6. Unison Rotation-Orbiting:

     As said above, from here C’s excess now can cause A to rotate as it is “squared up” to B so B is “orbited” (see next paragraph). B is accelerated to an equal velocity (area swept) of the “force” of rotation of A, at A’s midpoint (see Chapter 4 and Appendix C).

     Here it might be supposed that B, accelerated by A at midpoint is like Principle 9, that is accelerated linear. But that was if A was traveling linear, here it has a rotational motion. This then can be considered is a “quality” of motion that can pass through the window of contact of two rods, as linear motion does, but gives a rotational motion to the particle on the other side.     

      So for orbiting that might leave us with the notion that rotational motion in the rod is like linear motion with a continually changing angle of direction. In essence the same as the discussion on infinite numbers in Appendix I.   Here every rotation instant has a linear motion, the next instant a certain different one, but there are no two successive angles so as to say it changes from this “angle to that” only the rate of change over any interval of rotation, determined by the rotation precession of one rod on the other. So that at a 90 degree turn there is a precise angle change determined not by speeds, but by fixed geometry. This angle change is “known” in any instant, such that it is passed across the window of contact, causing as it where a rotation/orbiting of the next rod as opposed to linear acceleration. That is unless acted upon by another force/impact it continues as is “imprinted” in the motion of the rod (however as it precesses, that is a continually changing imprinting also!).  

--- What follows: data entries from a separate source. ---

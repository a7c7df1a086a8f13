#![allow(dead_code)]

use std::collections::{HashMap, VecDeque};
use std::io::{Cursor, Write};
use std::path::Path;
use std::sync::{Mutex, MutexGuard};
use std::time::Duration;

use dataport::config::TransferConfig;
use dataport::dataset::{Credentials, StorageKind, UploadTarget};
use dataport::error::DataportError;
use dataport::format::LogicalFormat;
use dataport::job::JobStatus;
use dataport::remote::{
    CreateDatasetRequest, DatasetService, DatasetVersionInfo, EntityRecord, EtlRequest,
    EtlTaskInfo, EvaluationTaskInfo, ExportTaskInfo, ImportSource, TaskInfo,
};
use dataport::store::{ObjectStore, TextResponse};
use serde_json::Map;
use zip::write::SimpleFileOptions;
use zip::ZipWriter;

pub const ARCHIVE_URL: &str = "https://store.test/exports/bin.zip";

/// Config with zero poll intervals, keys set and the cache under `root`.
pub fn test_config(root: &Path) -> TransferConfig {
    TransferConfig {
        cache_root: root.to_path_buf(),
        access_key: Some("test-ak".to_string()),
        secret_key: Some("test-sk".to_string()),
        export_poll_interval: Duration::ZERO,
        import_poll_interval: Duration::ZERO,
        release_poll_interval: Duration::ZERO,
        etl_poll_interval: Duration::ZERO,
        evaluation_poll_interval: Duration::ZERO,
        ..TransferConfig::default()
    }
}

pub fn version_info(
    group_id: &str,
    version_id: &str,
    version: u32,
    format: LogicalFormat,
    modify_time: &str,
) -> DatasetVersionInfo {
    DatasetVersionInfo {
        group_id: group_id.to_string(),
        version_id: version_id.to_string(),
        dataset_name: format!("{group_id}-name"),
        version,
        data_format: format,
        storage_type: StorageKind::Managed,
        storage_path: None,
        storage_region: None,
        modify_time: modify_time.to_string(),
        entity_count: 1,
        release_status: None,
        extra: Map::new(),
    }
}

pub fn zip_bytes(entries: &[(&str, &[u8])]) -> Vec<u8> {
    let mut writer = ZipWriter::new(Cursor::new(Vec::new()));
    for (name, bytes) in entries {
        writer
            .start_file(name.to_string(), SimpleFileOptions::default())
            .expect("start zip entry");
        writer.write_all(bytes).expect("write zip entry");
    }
    writer.finish().expect("finish zip").into_inner()
}

fn next_status(queue: &mut VecDeque<JobStatus>) -> JobStatus {
    if queue.len() > 1 {
        queue.pop_front().unwrap_or(JobStatus::Finished)
    } else {
        queue.front().copied().unwrap_or(JobStatus::Finished)
    }
}

/// In-memory dataset service. Job status queues repeat their last entry;
/// an empty queue reports Finished.
#[derive(Default)]
pub struct FakeService {
    state: Mutex<ServiceState>,
}

#[derive(Default)]
pub struct ServiceState {
    pub versions: HashMap<String, DatasetVersionInfo>,
    pub export_task_id: String,
    pub export_statuses: VecDeque<JobStatus>,
    pub export_download_url: Option<String>,
    pub export_finish_time: Option<String>,
    pub import_statuses: VecDeque<JobStatus>,
    pub release_statuses: VecDeque<JobStatus>,
    pub etl_statuses: VecDeque<JobStatus>,
    pub evaluation_statuses: VecDeque<JobStatus>,
    pub entities: Vec<EntityRecord>,
    pub calls: Vec<String>,
    pub imports: Vec<(String, ImportSource, bool)>,
    pub etl_requests: Vec<EtlRequest>,
    pub list_requests: Vec<(String, u64, u64)>,
    pub created: Vec<CreateDatasetRequest>,
}

impl FakeService {
    pub fn new() -> Self {
        let service = Self::default();
        {
            let mut state = service.state();
            state.export_task_id = "job-1".to_string();
            state.export_download_url = Some(ARCHIVE_URL.to_string());
            state.export_finish_time = Some("2024-01-01T00:00:00Z".to_string());
        }
        service
    }

    pub fn with_version(self, info: DatasetVersionInfo) -> Self {
        self.state().versions.insert(info.version_id.clone(), info);
        self
    }

    pub fn state(&self) -> MutexGuard<'_, ServiceState> {
        self.state.lock().expect("service state")
    }

    pub fn calls(&self, name: &str) -> usize {
        self.state().calls.iter().filter(|call| *call == name).count()
    }

    pub fn set_modify_time(&self, version_id: &str, modify_time: &str) {
        if let Some(info) = self.state().versions.get_mut(version_id) {
            info.modify_time = modify_time.to_string();
        }
    }

    fn record(&self, name: &str) -> MutexGuard<'_, ServiceState> {
        let mut state = self.state();
        state.calls.push(name.to_string());
        state
    }
}

fn not_found(operation: &str, id: &str) -> DataportError {
    DataportError::RemoteRequest {
        operation: operation.to_string(),
        message: format!("{id} not found"),
    }
}

impl DatasetService for FakeService {
    fn create_dataset(
        &self,
        request: &CreateDatasetRequest,
    ) -> Result<DatasetVersionInfo, DataportError> {
        let mut state = self.record("create_dataset");
        let n = state.created.len() + 1;
        state.created.push(request.clone());

        let mut info = version_info(
            &format!("grp-{n}"),
            &format!("ver-{n}"),
            1,
            request.data_format,
            "2024-01-01T00:00:00Z",
        );
        info.dataset_name = request.name.clone();
        info.storage_type = request.storage_type;
        info.entity_count = 0;
        if let (Some(bucket), Some(path)) = (&request.storage_bucket, &request.storage_path) {
            info.storage_path = Some(format!("bos://{bucket}{path}"));
            info.storage_region = request.storage_region.clone();
        }
        state.versions.insert(info.version_id.clone(), info.clone());
        Ok(info)
    }

    fn get_dataset_version_info(
        &self,
        version_id: &str,
    ) -> Result<DatasetVersionInfo, DataportError> {
        let state = self.record("get_dataset_version_info");
        state
            .versions
            .get(version_id)
            .cloned()
            .ok_or_else(|| not_found("get_dataset_version_info", version_id))
    }

    fn create_dataset_version(
        &self,
        group_id: &str,
    ) -> Result<DatasetVersionInfo, DataportError> {
        let mut state = self.record("create_dataset_version");
        let template = state
            .versions
            .values()
            .filter(|info| info.group_id == group_id)
            .max_by_key(|info| info.version)
            .cloned()
            .ok_or_else(|| not_found("create_dataset_version", group_id))?;

        let mut info = template;
        info.version += 1;
        info.version_id = format!("{group_id}-v{}", info.version);
        info.entity_count = 0;
        info.release_status = None;
        state.versions.insert(info.version_id.clone(), info.clone());
        Ok(info)
    }

    fn create_export_task(&self, _version_id: &str) -> Result<String, DataportError> {
        let state = self.record("create_export_task");
        Ok(state.export_task_id.clone())
    }

    fn get_export_task(&self, task_id: &str) -> Result<ExportTaskInfo, DataportError> {
        let mut state = self.record("get_export_task");
        let status = next_status(&mut state.export_statuses);
        let finished = status == JobStatus::Finished;
        Ok(ExportTaskInfo {
            task_id: task_id.to_string(),
            status,
            download_url: state.export_download_url.clone().filter(|_| finished),
            finish_time: state.export_finish_time.clone().filter(|_| finished),
            extra: Map::new(),
        })
    }

    fn create_import_task(
        &self,
        version_id: &str,
        source: &ImportSource,
        is_annotated: bool,
    ) -> Result<String, DataportError> {
        let mut state = self.record("create_import_task");
        state
            .imports
            .push((version_id.to_string(), source.clone(), is_annotated));
        Ok(format!("import-{}", state.imports.len()))
    }

    fn get_import_task(&self, task_id: &str) -> Result<TaskInfo, DataportError> {
        let mut state = self.record("get_import_task");
        Ok(TaskInfo {
            task_id: task_id.to_string(),
            status: next_status(&mut state.import_statuses),
            extra: Map::new(),
        })
    }

    fn create_etl_task(&self, request: &EtlRequest) -> Result<String, DataportError> {
        let mut state = self.record("create_etl_task");
        state.etl_requests.push(request.clone());
        Ok(format!("etl-{}", state.etl_requests.len()))
    }

    fn get_etl_task(&self, task_id: &str) -> Result<EtlTaskInfo, DataportError> {
        let mut state = self.record("get_etl_task");
        let status = next_status(&mut state.etl_statuses);
        let dest = state
            .etl_requests
            .last()
            .map(|request| request.dest_version_id.clone())
            .filter(|_| status == JobStatus::Finished);
        Ok(EtlTaskInfo {
            task_id: task_id.to_string(),
            status,
            dest_version_id: dest,
        })
    }

    fn release_dataset(&self, version_id: &str) -> Result<(), DataportError> {
        let state = self.record("release_dataset");
        if state.versions.contains_key(version_id) {
            Ok(())
        } else {
            Err(not_found("release_dataset", version_id))
        }
    }

    fn get_release_status(&self, version_id: &str) -> Result<JobStatus, DataportError> {
        let mut state = self.record("get_release_status");
        let status = next_status(&mut state.release_statuses);
        if status == JobStatus::Finished {
            if let Some(info) = state.versions.get_mut(version_id) {
                info.release_status = Some(JobStatus::Finished);
            }
        }
        Ok(status)
    }

    fn list_entities(
        &self,
        version_id: &str,
        offset: u64,
        page_size: u64,
    ) -> Result<Vec<EntityRecord>, DataportError> {
        let mut state = self.record("list_entities");
        state
            .list_requests
            .push((version_id.to_string(), offset, page_size));
        Ok(state
            .entities
            .iter()
            .skip(offset as usize)
            .take(page_size as usize)
            .cloned()
            .collect())
    }

    fn create_evaluation_task(
        &self,
        version_id: &str,
        _model_set_id: &str,
        _model_id: &str,
    ) -> Result<String, DataportError> {
        let _state = self.record("create_evaluation_task");
        Ok(format!("eval-{version_id}"))
    }

    fn get_evaluation_task(&self, task_id: &str) -> Result<EvaluationTaskInfo, DataportError> {
        let mut state = self.record("get_evaluation_task");
        let status = next_status(&mut state.evaluation_statuses);
        Ok(EvaluationTaskInfo {
            task_id: task_id.to_string(),
            status,
            result_version_id: Some("eval-result".to_string())
                .filter(|_| status == JobStatus::Finished),
        })
    }
}

#[derive(Clone, Debug, PartialEq, Eq)]
pub struct UploadRecord {
    pub bucket: String,
    pub key: String,
    pub region: String,
    pub access_key: String,
    pub bytes: Vec<u8>,
}

/// In-memory object store.
#[derive(Default)]
pub struct FakeStore {
    state: Mutex<StoreState>,
}

#[derive(Default)]
pub struct StoreState {
    /// Download bodies by URL.
    pub objects: HashMap<String, Vec<u8>>,
    /// Queued GET responses by URL; an exhausted queue answers 404.
    pub text_responses: HashMap<String, VecDeque<TextResponse>>,
    pub uploads: Vec<UploadRecord>,
    pub downloads: Vec<String>,
    pub fetches: Vec<String>,
}

impl FakeStore {
    pub fn new() -> Self {
        Self::default()
    }

    pub fn with_object(self, url: &str, bytes: Vec<u8>) -> Self {
        self.state().objects.insert(url.to_string(), bytes);
        self
    }

    pub fn queue_text(&self, url: &str, status: u16, body: &str) {
        self.state()
            .text_responses
            .entry(url.to_string())
            .or_default()
            .push_back(TextResponse {
                status,
                body: body.to_string(),
            });
    }

    pub fn state(&self) -> MutexGuard<'_, StoreState> {
        self.state.lock().expect("store state")
    }

    pub fn download_count(&self) -> usize {
        self.state().downloads.len()
    }
}

impl ObjectStore for FakeStore {
    fn upload(
        &self,
        local_path: &Path,
        target: &UploadTarget,
        key: &str,
        credentials: &Credentials,
    ) -> Result<(), DataportError> {
        let bytes = std::fs::read(local_path)?;
        self.state().uploads.push(UploadRecord {
            bucket: target.bucket.clone(),
            key: key.to_string(),
            region: target.region.clone(),
            access_key: credentials.access_key.clone(),
            bytes,
        });
        Ok(())
    }

    fn download(&self, url: &str, local_path: &Path) -> Result<u64, DataportError> {
        let mut state = self.state();
        state.downloads.push(url.to_string());
        let bytes = state
            .objects
            .get(url)
            .cloned()
            .ok_or_else(|| DataportError::Download {
                url: url.to_string(),
                path: local_path.to_path_buf(),
                message: "HTTP 404".to_string(),
            })?;
        std::fs::write(local_path, &bytes)?;
        Ok(bytes.len() as u64)
    }

    fn shared_url(
        &self,
        target: &UploadTarget,
        key: &str,
        _credentials: &Credentials,
    ) -> Result<String, DataportError> {
        Ok(format!("https://share.test/{}/{key}", target.bucket))
    }

    fn fetch_text(&self, url: &str) -> Result<TextResponse, DataportError> {
        let mut state = self.state();
        state.fetches.push(url.to_string());
        Ok(state
            .text_responses
            .get_mut(url)
            .and_then(VecDeque::pop_front)
            .unwrap_or(TextResponse {
                status: 404,
                body: String::new(),
            }))
    }
}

       BUT I don’t think so else if force lets go rods would be going at last linear, rather than an imprinted rotational etc. which is needed in light particle perhaps and just makes more sense to me that this rotational motion is a quality in itself, no really able to be conceptualized, but real, both rotational off a point and free flowing rotation of an orbital motion from push.   So The tendency I would say if an orbited P hits another is for the vector to the window of contact to become straight lines (shortest distance between two points). It is only when there is a force of rotation off another point directly or to a secondary P also, that rotational or curvilinear quality’s to motion are maintained over linear motion vectors.   As principles


17.1       A rod rotating off of another develops a curvilinear motion quality in itself, not a continuously changing linear motion.

17.2       This can be transferred to other rods as long as the initial rotation point on a real rod is present.

17.3       When rods are free from pressing on points on other rods, they may continue to have curvilinear motion from within themselves, in total of off of “virtual rotation points, but further impacts will wipe away the curvilinear motion to the extent any motion causes movement to the window of contact, same occurs here as linear motion vectors.

      See also Principle in chapter 4.

      So B is given an “orbit” with a radius equal to the distance from point of contact on A-B to contact point A-C and the velocity of the orbit, as calculated in Chapter 4 and Appendix C.

7. Declining Orbital Values

      As A rotates on C, the length of its arm shortens, increasing the speed of revolution of A (but not its net velocity-area swept) But B has a set circumstance and velocity of orbit for each instance. But as A precesses on C it would be displaced outward past the midpoint on B causing as it would a rotation on B re-hitting its midpoint and orbiting B linear as it were again. But as these two orbits are off separate mechanisms, the later within B itself, intersects under the other orbit and puts a stop causing as it were a hold and feedback of motion from B to A, increasing A's rotation on B. This all happens "virtually" in a instance within the rods, the result is the orbiting of B occurs with appropriate diminution of speed as the rods C and B become closer together from the rotation of A around C.

8. Final Rotation of 3P

      When A has rotated to the point that B comes in contact with C then all 3 rotate in unison (no progression on rod) as the rotation of A goes to B to C back to A. So A-B-C rotate simultaneously around the point of contact A-C. This is in addition to the unison linear motion of A-B-C .

      In Chapter 4 it will be shown how when a particle D is added on the other side of B, B-C-D are in balance with A and this rotation can “revert” back to a linear motion. 

Case #4

1. Overtaking hit C on B. Treat as Chapter 2, an overtaking hit.

2. Excess motion goes into torque C on B.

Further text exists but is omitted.